Peter J Wilcoxen > Simulation Games

Macrosoft

Welcome to Macrosoft, a simulation exploring monopoly behavior. This page gives the instructions; a link to the game itself appears at the bottom of the page.

Object of the game:

Find the profit-maximizing price and output for a monopolist producing a computer software package.

How to play:

Each turn you must decide how much to charge and how many units to produce in a given month. Enter the values using the P and Q boxes near the bottom of the game page. When you're happy with your price and output settings, click the "Next Turn" button to see how things turn out. All of the results should be self-explanatory except possibly "Profit to Date". That shows your accumulated profit to date: the sum of the profits or losses you've earned in each month.

The game will be most interesting if you try to imagine you're doing this for real. This is exactly the sort of decision faced by many companies, and they are often playing for hundreds of millions of dollars.
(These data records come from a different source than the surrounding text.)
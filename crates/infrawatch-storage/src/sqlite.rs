//! SQLite 키/값 저장소 어댑터.
//!
//! `LocalStore` 포트 구현. 재시작 후에도 유지된다.

use infrawatch_core::error::CoreError;
use infrawatch_core::ports::local_store::LocalStore;
use parking_lot::Mutex;
use rusqlite::{params, Connection, OptionalExtension};
use std::fs;
use std::path::Path;
use tracing::info;

use crate::migration;

/// `LocalStore` 포트의 SQLite 구현
pub struct SqliteLocalStore {
    conn: Mutex<Connection>,
}

fn storage_err(context: &str, e: rusqlite::Error) -> CoreError {
    CoreError::Storage(format!("{context}: {e}"))
}

impl SqliteLocalStore {
    /// 파일 기반 저장소 생성 (상위 디렉토리가 없으면 생성)
    pub fn open(path: &Path) -> Result<Self, CoreError> {
        if let Some(parent) = path.parent() {
            if !parent.as_os_str().is_empty() {
                fs::create_dir_all(parent)?;
            }
        }

        let conn = Connection::open(path).map_err(|e| storage_err("SQLite 열기 실패", e))?;

        conn.execute_batch(
            "
            PRAGMA journal_mode=WAL;
            PRAGMA synchronous=NORMAL;
            PRAGMA temp_store=MEMORY;
            ",
        )
        .map_err(|e| storage_err("PRAGMA 설정 실패", e))?;

        migration::run_migrations(&conn).map_err(|e| storage_err("마이그레이션 실패", e))?;

        info!("SQLite 저장소 초기화: {}", path.display());

        Ok(Self {
            conn: Mutex::new(conn),
        })
    }

    /// 인메모리 저장소 생성 (테스트용)
    pub fn open_in_memory() -> Result<Self, CoreError> {
        let conn = Connection::open_in_memory()
            .map_err(|e| storage_err("인메모리 SQLite 생성 실패", e))?;

        migration::run_migrations(&conn).map_err(|e| storage_err("마이그레이션 실패", e))?;

        Ok(Self {
            conn: Mutex::new(conn),
        })
    }
}

impl LocalStore for SqliteLocalStore {
    fn get(&self, key: &str) -> Result<Option<String>, CoreError> {
        let conn = self.conn.lock();
        conn.query_row(
            "SELECT value FROM kv_store WHERE key = ?1",
            params![key],
            |row| row.get(0),
        )
        .optional()
        .map_err(|e| storage_err("값 조회 실패", e))
    }

    fn set(&self, key: &str, value: &str) -> Result<(), CoreError> {
        let conn = self.conn.lock();
        conn.execute(
            "INSERT INTO kv_store (key, value, updated_at) VALUES (?1, ?2, datetime('now'))
             ON CONFLICT(key) DO UPDATE SET value = excluded.value, updated_at = excluded.updated_at",
            params![key, value],
        )
        .map_err(|e| storage_err("값 저장 실패", e))?;
        Ok(())
    }

    fn remove(&self, key: &str) -> Result<(), CoreError> {
        let conn = self.conn.lock();
        conn.execute("DELETE FROM kv_store WHERE key = ?1", params![key])
            .map_err(|e| storage_err("값 삭제 실패", e))?;
        Ok(())
    }
}

#[cfg(test)]
mod tests {
    use super::*;
    use tempfile::TempDir;

    #[test]
    fn set_get_remove() {
        let store = SqliteLocalStore::open_in_memory().unwrap();
        assert_eq!(store.get("missing").unwrap(), None);

        store.set("summary-All-All", "v1").unwrap();
        store.set("summary-All-All", "v2").unwrap();
        assert_eq!(store.get("summary-All-All").unwrap().as_deref(), Some("v2"));

        store.remove("summary-All-All").unwrap();
        assert_eq!(store.get("summary-All-All").unwrap(), None);
        // 없는 키 삭제도 성공
        store.remove("summary-All-All").unwrap();
    }

    #[test]
    fn survives_reopen() {
        let temp_dir = TempDir::new().unwrap();
        let path = temp_dir.path().join("data").join("infrawatch.db");

        {
            let store = SqliteLocalStore::open(&path).unwrap();
            store.set("summary-Production-app1", "cached").unwrap();
        }

        let store = SqliteLocalStore::open(&path).unwrap();
        assert_eq!(
            store.get("summary-Production-app1").unwrap().as_deref(),
            Some("cached")
        );
    }
}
A classic example, and the inspiration for this problem, is Microsoft and new versions of Windows. If you were playing for stakes in the hundreds of millions of dollars, you would not be able to afford many mistakes. That means you'd have to get to the right answer a lot faster than trial and error. Believe it or not, this is precisely what economics is good for -- using the appropriate tools from microeconomics (you have to figure out which ones!) it's possible to get exactly the right answer in this game in three turns.

Some initial information:

This particular monopolist faces a linear demand curve and has a quadratic total cost function. That is, the demand curve and total cost function have the forms:

Price = a - b*Sales
Cost = c*Output2

Be sure not to overlook the superscript 2 on Output: costs depend on Output squared.

In order to solve the problem correctly, you'll need to determine the numerical values of a, b and c (this is exactly what real monopolists have to do).

If you produce more than people are willing to buy at the price you set, the excess will accumulate as inventories. If you produce less than people are willing to buy, the excess demand will be supplied from inventories, if you have any. Inventories play a very important role in this problem -- be sure to think carefully about exactly what you can learn from changes in inventories.

The goal of the game is to find the profit maximizing price and output, and to end up with zero inventories. If you succeed, a suitable message will appear. If you take more than a year or run up too many losses, however, you'll be fired by your CEO and the game will be over. (You can click the restart button to play again.)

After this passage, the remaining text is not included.